The best way to measure quality is to look at how patients' long-term health is affected by the care they get. However, evaluating results, such as survival rates after heart surgery or the recurrence of cancer after treatment, is mind-bogglingly complicated. So the scientists attempting to develop measurement techniques have tended to focus on statistics that are easier to compare, such as the ratio of board-certified specialists to plan members. To date there are two major ways for consumers to check out their managed-care plans. Soon, AARP will join in with its own evaluations. Here's where to go to get help choosing a health-care plan you can trust:

--National Committee for Quality Assurance (NCQA). If you see a medallion-type seal bearing NCQA's initials, you'll know that the health-care plan has been fully accredited by this group, which was founded by a coalition of HMOs and employers. Unfortunately, a plan gets reviewed by NCQA only if it asks for the review--and then pays as much as $100,000. As a result, NCQA has evaluated just 251 of the country's 574 HMOs and a handful of other types of plans since 1991. However, local plans of some of the nation's biggest HMOs--including Kaiser Foundation, U.S. Healthcare and Prudential--are among the ones the group has accredited.

In evaluating managed-care plans, the NCQA scrutinizes equipment, personnel, patient records and complaints. Because its ratings are based on data gathered in person by experts, it is currently the best source of clinical quality information for consumers. Based on the plan's overall score, NCQA grants accreditation for three years, one year, provisionally or not at all.

So far, only 26 of the 251 plans rated (10%) have flunked accreditation. But just 38%, including Humana Health Plan in Chicago and Fallon Community Health Plan in Worcester, Mass., for example, have achieved three-year accreditation. The current accreditation status of all reviewed plans and about 50 recent summaries of accreditation reports are available free to consumers by calling 800-839-6487. You can also find them on the Internet at http://www.ncqa.org.

--Report cards from employers. Dozens of major corporations, including GTE, Southern California Edison and Xerox, and at least two states (California and Minnesota) now offer "report cards" to employees to help them choose among health-plan options. The reports include information provided by the health plan, such as the size of its physician network, patient satisfaction ratings and, increasingly, clinical quality distinctions between managed-care providers. To be credible, a report card must be audited by an objective organization such as the NCQA. Several major insurers, including Blue Cross, Cigna, Prudential and U.S. Healthcare, voluntarily submitted data on 21 local plans to the NCQA and released audited report cards last year.

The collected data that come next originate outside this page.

//! Dimension boundary: natural keys in, surrogate keys out.

pub mod in_memory;
pub mod postgres;
pub mod resolver;
pub mod taxonomy;
pub mod r#trait;

pub use in_memory::InMemoryDimensions;
pub use postgres::PostgresDimensions;
pub use resolver::{DataQualityWarning, DimensionResolver, Resolution, WarningKind};
pub use taxonomy::EventTaxonomy;
pub use r#trait::{Dimension, DimensionError, DimensionSource};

--American Association of Retired Persons (AARP). Starting next year, this 33-million-member lobbying organization for Americans over 50 will offer its stamp of approval to managed-care plans that pass its scrutiny. It is now working with Health Benefits America, an independent Salt Lake City consultant, to devise valid ways of measuring clinical quality as well as financial stability, membership dropout rates and patients' satisfaction. The question is how impartial AARP will be. That's because AARP intends to accept ongoing payments from the plans it endorses. The more AARP members who join an AARP-approved plan, the higher the fee that plan will pay.